Puberbrein binnenstebuiten

Tijdens het UGame – ULearn symposium had ik het standje met de grappige kijkdozen al gezien. En ook een enorme stapel boeken. Wist toen nog niet wat het precies was, dat kwam later op de middag toen ik weer langs de stand liep en even een praatje maakte met de standhoudster Hanneke van Youngworks. Hanneke was naar Delft gekomen om het nieuwe boek van Huub Nelis en Yvonne van Sark te verkopen en om natuurlijk reclame te maken voor het bedrijf waar zij werkt.

kijkdoos

Wat opvalt aan het boek Puberbrein is dat het mooi is vormgegeven en dat op bijna iedere pagina een quote staat van een jongere.
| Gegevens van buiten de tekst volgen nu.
//! Shared-secret checks for the trigger and moderation routes.

use axum::http::{HeaderMap, header::AUTHORIZATION};
use subtle::ConstantTimeEq;

use crate::error::{AppError, AppResult};

pub const WEBHOOK_SECRET_HEADER: &str = "x-webhook-secret";

/// Requires `Authorization: Bearer <expected>`. An unset secret rejects
/// every request.
pub fn require_bearer(headers: &HeaderMap, expected: Option<&str>) -> AppResult<()> {
    let token = headers
        .get(AUTHORIZATION)
        .and_then(|v| v.to_str().ok())
        .and_then(|v| v.strip_prefix("Bearer "));

    check(token, expected)
}

pub fn require_header(headers: &HeaderMap, name: &str, expected: Option<&str>) -> AppResult<()> {
    let value = headers.get(name).and_then(|v| v.to_str().ok());
    check(value, expected)
}

fn check(presented: Option<&str>, expected: Option<&str>) -> AppResult<()> {
    match (presented, expected) {
        (Some(presented), Some(expected)) if secrets_match(presented, expected) => Ok(()),
        _ => Err(AppError::Unauthorized),
    }
}

fn secrets_match(presented: &str, expected: &str) -> bool {
    if presented.len() != expected.len() {
        return false;
    }
    presented.as_bytes().ct_eq(expected.as_bytes()).into()
}

#[cfg(test)]
mod tests {
    use super::*;
    use axum::http::HeaderValue;

    fn headers(name: &str, value: &str) -> HeaderMap {
        let mut map = HeaderMap::new();
        map.insert(
            axum::http::HeaderName::from_bytes(name.as_bytes()).unwrap(),
            HeaderValue::from_str(value).unwrap(),
        );
        map
    }

    #[test]
    fn test_bearer_accepts_matching_secret() {
        let h = headers("authorization", "Bearer cron-secret");
        assert!(require_bearer(&h, Some("cron-secret")).is_ok());
    }

    #[test]
    fn test_bearer_rejects_wrong_or_missing() {
        let h = headers("authorization", "Bearer nope");
        assert!(require_bearer(&h, Some("cron-secret")).is_err());
        assert!(require_bearer(&HeaderMap::new(), Some("cron-secret")).is_err());

        let basic = headers("authorization", "Basic cron-secret");
        assert!(require_bearer(&basic, Some("cron-secret")).is_err());
    }

    #[test]
    fn test_unset_secret_rejects_everything() {
        let h = headers("authorization", "Bearer ");
        assert!(require_bearer(&h, None).is_err());
    }

    #[test]
    fn test_webhook_header() {
        let h = headers(WEBHOOK_SECRET_HEADER, "hook");
        assert!(require_header(&h, WEBHOOK_SECRET_HEADER, Some("hook")).is_ok());
        assert!(require_header(&h, WEBHOOK_SECRET_HEADER, Some("other")).is_err());
    }

    #[test]
    fn test_secrets_match_requires_exact_bytes() {
        assert!(secrets_match("cron-secret", "cron-secret"));
        assert!(!secrets_match("cron-secreT", "cron-secret"));
        assert!(!secrets_match("cron-secret-longer", "cron-secret"));
        assert!(!secrets_match("", "cron-secret"));
    }
}
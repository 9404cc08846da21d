pub mod init;
pub mod metrics;

pub use init::{TelemetryGuard, init_telemetry};
pub use metrics::{HTTP_REQUEST_DURATION, HTTP_REQUESTS_TOTAL};
use sqlx::PgPool;
use sqlx::postgres::PgPoolOptions;
use std::time::Duration;

pub async fn create_pool(database_url: &str) -> Result<PgPool, sqlx::Error> {
    let pool = PgPoolOptions::new()
        .max_connections(10)
        .min_connections(1)
        .acquire_timeout(Duration::from_secs(5))
        .connect(database_url)
        .await?;

    tracing::info!("Database connection pool created");

    Ok(pool)
}
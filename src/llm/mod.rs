pub mod anthropic;
pub mod client;
pub mod openai;

use std::time::Duration;

use thiserror::Error;

use crate::models::Stage;

pub use client::LlmClient;

#[derive(Debug, Clone)]
pub struct GenerateRequest {
    pub model: String,
    pub system: String,
    pub prompt: String,
    pub temperature: f32,
    pub max_tokens: u32,
    pub stage: Stage,
}

#[derive(Debug, Clone)]
pub struct GenerateResponse {
    pub content: String,
    pub model: String,
    pub input_tokens: u32,
    pub output_tokens: u32,
    pub finish_reason: String,
    pub provider: String,
}

#[derive(Error, Debug)]
pub enum LlmError {
    #[error("upstream error ({}): {message}", display_status(.status))]
    Upstream {
        status: Option<u16>,
        message: String,
    },

    #[error("generation timed out after {}ms", .0.as_millis())]
    Timeout(Duration),

    #[error("transport error: {0}")]
    Transport(String),

    #[error("invalid request: {0}")]
    InvalidRequest(String),
}

fn display_status(status: &Option<u16>) -> String {
    status
        .map(|s| s.to_string())
        .unwrap_or_else(|| "no status".to_string())
}

impl LlmError {
    /// Low-cardinality label for the `error.type` span attribute.
    pub fn error_type(&self) -> &'static str {
        match self {
            LlmError::Upstream {
                status: Some(429), ..
            } => "rate_limit",
            LlmError::Upstream {
                status: Some(401 | 403),
                ..
            } => "auth_error",
            LlmError::Upstream {
                status: Some(400 | 422),
                ..
            } => "invalid_request",
            LlmError::Upstream {
                status: Some(s), ..
            } if *s >= 500 => "server_error",
            LlmError::Upstream { .. } => "upstream_error",
            LlmError::Timeout(_) => "timeout",
            LlmError::Transport(_) => "network_error",
            LlmError::InvalidRequest(_) => "invalid_request",
        }
    }
}

impl From<reqwest::Error> for LlmError {
    fn from(err: reqwest::Error) -> Self {
        match err.status() {
            Some(status) => LlmError::Upstream {
                status: Some(status.as_u16()),
                message: err.to_string(),
            },
            None => LlmError::Transport(err.to_string()),
        }
    }
}

/// A text-generation backend. One request, one free-text response.
#[async_trait::async_trait]
pub trait Provider: Send + Sync {
    async fn generate(&self, req: &GenerateRequest) -> Result<GenerateResponse, LlmError>;
    fn name(&self) -> &str;
}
In negen hoofdstukken gaat het boek vervolgens in op hoe het puberbrein werkt, opvoeding, onderwijs (het puberbrein in de klas), de peergroep, overige opvoeders, verleiders en voorlichters, opleidingen banen, maatschappij en de multiculturele samenleving. In het boek staan ook afbeeldingen van de kijkdozen die op de stand werden gepresenteerd. Nu weet ik niet zeker of dit zo is, maar het lijkt alsof de jongeren die aan het boek hebben meegewerkt ook verantwoordelijk zijn voor de kijkdozen en ik vraag mij dan direct af… hoeveel van die kijkdozen zijn er dan wel niet?
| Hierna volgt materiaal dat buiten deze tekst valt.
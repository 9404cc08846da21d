use std::env;
use std::time::Duration;

use crate::pipeline::PipelineSettings;

#[derive(Debug, Clone)]
pub struct Config {
    pub port: u16,
    pub environment: String,
    pub database_url: String,
    pub llm_provider: String,
    pub llm_model: String,
    pub fallback_provider: String,
    pub fallback_model: String,
    pub ollama_base_url: String,
    pub openai_api_key: Option<String>,
    pub anthropic_api_key: Option<String>,
    pub google_api_key: Option<String>,
    pub llm_timeout_secs: u64,
    pub llm_max_attempts: u32,
    pub daily_report_batch_size: usize,
    pub site_url: Option<String>,
    pub revalidate_secret: Option<String>,
    pub cron_secret: Option<String>,
    pub admin_secret: Option<String>,
    pub webhook_secret: Option<String>,
    pub otel_service_name: String,
    pub otel_exporter_endpoint: String,
}

impl Config {
    pub fn from_env() -> Self {
        dotenvy::dotenv().ok();

        Self {
            port: env::var("APP_PORT")
                .unwrap_or_else(|_| "8080".to_string())
                .parse()
                .expect("APP_PORT must be a number"),
            environment: env::var("SHORTS_ENVIRONMENT")
                .unwrap_or_else(|_| "development".to_string()),
            database_url: env::var("DATABASE_URL").expect("DATABASE_URL must be set"),
            llm_provider: env::var("LLM_PROVIDER").unwrap_or_else(|_| "anthropic".to_string()),
            llm_model: env::var("LLM_MODEL")
                .unwrap_or_else(|_| "claude-sonnet-4-5-20250929".to_string()),
            fallback_provider: env::var("FALLBACK_PROVIDER")
                .unwrap_or_else(|_| "none".to_string()),
            fallback_model: env::var("FALLBACK_MODEL")
                .unwrap_or_else(|_| "gpt-4.1-mini".to_string()),
            ollama_base_url: env::var("OLLAMA_BASE_URL")
                .unwrap_or_else(|_| "http://localhost:11434".to_string()),
            openai_api_key: env::var("OPENAI_API_KEY").ok(),
            anthropic_api_key: env::var("ANTHROPIC_API_KEY").ok(),
            google_api_key: env::var("GOOGLE_API_KEY").ok(),
            llm_timeout_secs: env::var("LLM_TIMEOUT_SECS")
                .unwrap_or_else(|_| "60".to_string())
                .parse()
                .expect("LLM_TIMEOUT_SECS must be a number"),
            llm_max_attempts: env::var("LLM_MAX_ATTEMPTS")
                .unwrap_or_else(|_| "1".to_string())
                .parse()
                .expect("LLM_MAX_ATTEMPTS must be a number"),
            daily_report_batch_size: env::var("DAILY_REPORT_BATCH_SIZE")
                .unwrap_or_else(|_| "3".to_string())
                .parse()
                .expect("DAILY_REPORT_BATCH_SIZE must be a number"),
            site_url: non_empty_var("SITE_URL"),
            revalidate_secret: non_empty_var("REVALIDATE_SECRET"),
            cron_secret: non_empty_var("CRON_SECRET"),
            admin_secret: non_empty_var("ADMIN_SECRET"),
            webhook_secret: non_empty_var("WEBHOOK_SECRET"),
            otel_service_name: env::var("OTEL_SERVICE_NAME")
                .unwrap_or_else(|_| "shorts-generator".to_string()),
            otel_exporter_endpoint: env::var("OTEL_EXPORTER_OTLP_ENDPOINT")
                .unwrap_or_else(|_| "http://localhost:4317".to_string()),
        }
    }

    pub fn is_production(&self) -> bool {
        self.environment == "production"
    }

    pub fn llm_timeout(&self) -> Duration {
        Duration::from_secs(self.llm_timeout_secs)
    }

    pub fn pipeline_settings(&self) -> PipelineSettings {
        PipelineSettings {
            model: self.llm_model.clone(),
            daily_batch_size: self.daily_report_batch_size.max(1),
        }
    }
}

/// Treats an empty variable the same as an unset one, so `CRON_SECRET=`
/// never enables an empty bearer token.
fn non_empty_var(key: &str) -> Option<String> {
    env::var(key).ok().filter(|v| !v.trim().is_empty())
}

#[cfg(test)]
mod tests {
    use super::*;

    fn sample() -> Config {
        Config {
            port: 8080,
            environment: "development".to_string(),
            database_url: "postgres://localhost/shorts".to_string(),
            llm_provider: "anthropic".to_string(),
            llm_model: "claude-sonnet-4-5-20250929".to_string(),
            fallback_provider: "none".to_string(),
            fallback_model: "gpt-4.1-mini".to_string(),
            ollama_base_url: "http://localhost:11434".to_string(),
            openai_api_key: None,
            anthropic_api_key: None,
            google_api_key: None,
            llm_timeout_secs: 45,
            llm_max_attempts: 1,
            daily_report_batch_size: 0,
            site_url: None,
            revalidate_secret: None,
            cron_secret: None,
            admin_secret: None,
            webhook_secret: None,
            otel_service_name: "shorts-generator".to_string(),
            otel_exporter_endpoint: "http://localhost:4317".to_string(),
        }
    }

    #[test]
    fn test_pipeline_settings_clamps_batch_size() {
        let settings = sample().pipeline_settings();
        assert_eq!(settings.daily_batch_size, 1);
        assert_eq!(settings.model, "claude-sonnet-4-5-20250929");
    }

    #[test]
    fn test_llm_timeout() {
        assert_eq!(sample().llm_timeout(), Duration::from_secs(45));
    }

    #[test]
    fn test_is_production() {
        let mut config = sample();
        assert!(!config.is_production());
        config.environment = "production".to_string();
        assert!(config.is_production());
    }
}
use std::time::Instant;

use opentelemetry::KeyValue;
use serde_json::{Value, json};
use uuid::Uuid;

use crate::db::Store;
use crate::error::PipelineError;
use crate::models::{LogStatus, NewGenerationLog, Stage};
use crate::telemetry::metrics::PIPELINE_STAGE_DURATION;

pub const LOGGED_OUTPUT_MAX_CHARS: usize = 500;

pub fn truncate_chars(text: &str, max_chars: usize) -> &str {
    match text.char_indices().nth(max_chars) {
        Some((byte_idx, _)) => &text[..byte_idx],
        None => text,
    }
}

/// Logged form of a generation response.
pub fn response_output(response: &str) -> Value {
    json!({ "response": truncate_chars(response, LOGGED_OUTPUT_MAX_CHARS) })
}

/// One in-flight stage invocation. Finishing consumes the run, so each
/// invocation produces exactly one log entry.
pub struct StageRun<'a> {
    store: &'a dyn Store,
    stage: Stage,
    started: Instant,
    model_name: Option<String>,
    input_data: Option<Value>,
}

impl<'a> StageRun<'a> {
    pub fn start(store: &'a dyn Store, stage: Stage) -> Self {
        Self {
            store,
            stage,
            started: Instant::now(),
            model_name: None,
            input_data: None,
        }
    }

    pub fn with_model(mut self, model: &str) -> Self {
        self.model_name = Some(model.to_string());
        self
    }

    pub fn with_input(mut self, input: Value) -> Self {
        self.input_data = Some(input);
        self
    }

    /// Replaces the requested model with the one that actually answered.
    pub fn answered_by(&mut self, model: &str) {
        if !model.is_empty() {
            self.model_name = Some(model.to_string());
        }
    }

    pub fn elapsed_ms(&self) -> i64 {
        self.started.elapsed().as_millis() as i64
    }

    pub async fn succeed(self, short_id: Option<Uuid>, output: Option<Value>) {
        let mut entry = self.entry(LogStatus::Success);
        entry.short_id = short_id;
        entry.output_data = output;
        self.write(entry).await;
    }

    /// Records the failure and hands the error back for propagation.
    /// `response` is the generation output, when one was received.
    pub async fn fail(self, err: PipelineError, response: Option<&str>) -> PipelineError {
        let mut entry = self.entry(LogStatus::Error);
        entry.error_message = Some(err.to_string());
        entry.output_data = response.map(response_output);
        entry.metadata = Some(json!({ "error_kind": err.kind() }));

        tracing::error!(
            pipeline.stage = %self.stage,
            error = %err,
            error.kind = err.kind(),
            elapsed_ms = entry.elapsed_ms,
            "Pipeline stage failed"
        );

        self.write(entry).await;
        err
    }

    fn entry(&self, status: LogStatus) -> NewGenerationLog {
        let mut entry = NewGenerationLog::new(self.stage, status);
        entry.elapsed_ms = self.elapsed_ms();
        entry.model_name = self.model_name.clone();
        entry.input_data = self.input_data.clone();
        entry
    }

    async fn write(self, entry: NewGenerationLog) {
        PIPELINE_STAGE_DURATION.record(
            entry.elapsed_ms as f64,
            &[
                KeyValue::new("pipeline.stage", self.stage.as_str()),
                KeyValue::new("outcome", entry.status.as_str()),
            ],
        );

        if let Err(e) = self.store.insert_generation_log(&entry).await {
            tracing::error!(
                pipeline.stage = %self.stage,
                error = %e,
                "Failed to write generation log entry"
            );
        }
    }
}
Vragen die als uitgangspunt voor dit boek hebben gediend zijn:

  • hoe weet je wat jongeren echt bezighoudt
  • hoe dring je tot ze door
  • en als je dit weet: wat kun je met die kennis

Pubers – 10 tot 25 jaar oud

puberbrein_voorkant

Voor het boek zijn jongeren gevolgd in de leeftijd van 10 tot 25 jaar. Puberbrein geeft dan ook aan dat de hersenen van jongeren zich tot hun 25e jaar ontwikkelen. De auteurs van het boek zien de afgelopen jaren twee opvallende ontwikkelingen: jeugdcultuur is de dominante cultuur in onze samenleving en jongeren lijken steeds sneller volwassen te worden. Maar wacht, overschatten wij de pubers niet, is het niet zo dat zij heel veel dingen nog niet kunnen? De auteurs vinden dat pubers van nu nog hetzelfde zijn als pubers van 30 jaar geleden. Alleen de vorm is anders, pubers kunnen nu 24 uur per dag online zijn, ze hebben meer geld te besteden en meer vrijheid dan voorgaande generaties. En in plaats van een puber loslaten als hij/zij de leeftijd van 12 heeft bereikt moeten opvoeders deze jongeren veel beter begeleiden in de ontdekkingstocht naar volwassenheid. Want ook jongeren hebben structuur en kaders nodig, misschien zelfs wel meer dan jonge kinderen dat nodig hebben. Dat dit niet mogelijk is in de huidige samenleving snappen Nelis en van Sark ook wel en dus moeten we zoeken naar nieuwe wegen om jongeren grenzen en structuur te bieden.
Al direct in het eerste hoofdstuk lees ik iets wat blijft hangen: het menselijke brein is pas rond het 25e levensjaar volgroeid EN de verschillende hersengebieden rijpen niet tegelijkertijd en in hetzelfde tempo. En dan is het ook nog zo dat de fysieke en sociaal-emotionele ontwikkeling niet synchroon lopen. Wacht even…. is het dus zo dat een 16-jarige volwassen overkomt maar zich soms als een kind gedraagd? Ja dus! Is het daarom ook zo dat jongeren altijd alles NU willen? Ja, dat ook. Ze willen zelf bepalen wat zij doen maar maken nog geen doordachte keuzes, zij willen instant bevrediging. Later is te laat is daarmee wel de zin die het het beste omschrijft.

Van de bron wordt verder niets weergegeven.